EXERCISE INPUT Block Start

//! Correlation types for request tracking
//!
//! Every save or load call mints one `RequestId` and attaches it to each
//! log event it emits, so interleaved output can be split back per call.

use serde::{Deserialize, Serialize};
use uuid::Uuid;

/// Unique identifier for a single save or load call
#[derive(Debug, Clone, PartialEq, Eq, Hash, Serialize, Deserialize)]
pub struct RequestId(String);

impl RequestId {
    /// Generate a new random RequestId using UUIDv7
    pub fn new() -> Self {
        Self(Uuid::now_v7().to_string())
    }

    /// Get the string representation
    pub fn as_str(&self) -> &str {
        &self.0
    }

    /// Create from an existing string (for deserialization)
    pub fn from_string(s: String) -> Self {
        Self(s)
    }
}

impl Default for RequestId {
    fn default() -> Self {
        Self::new()
    }
}

impl std::fmt::Display for RequestId {
    fn fmt(&self, f: &mut std::fmt::Formatter<'_>) -> std::fmt::Result {
        write!(f, "{}", self.0)
    }
}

EXERCISE INPUT Block End

WORK INSTRUCTION: Reproduce exactly every line between the line with "pub fn new()" and the last line of the records above, both included.

ANSWER TO THIS EXERCISE:
    pub fn new() -> Self {
        Self(Uuid::now_v7().to_string())
    }

    /// Get the string representation
    pub fn as_str(&self) -> &str {
        &self.0
    }

    /// Create from an existing string (for deserialization)
    pub fn from_string(s: String) -> Self {
        Self(s)
    }
}

impl Default for RequestId {
    fn default() -> Self {
        Self::new()
    }
}

impl std::fmt::Display for RequestId {
    fn fmt(&self, f: &mut std::fmt::Formatter<'_>) -> std::fmt::Result {
        write!(f, "{}", self.0)
    }
}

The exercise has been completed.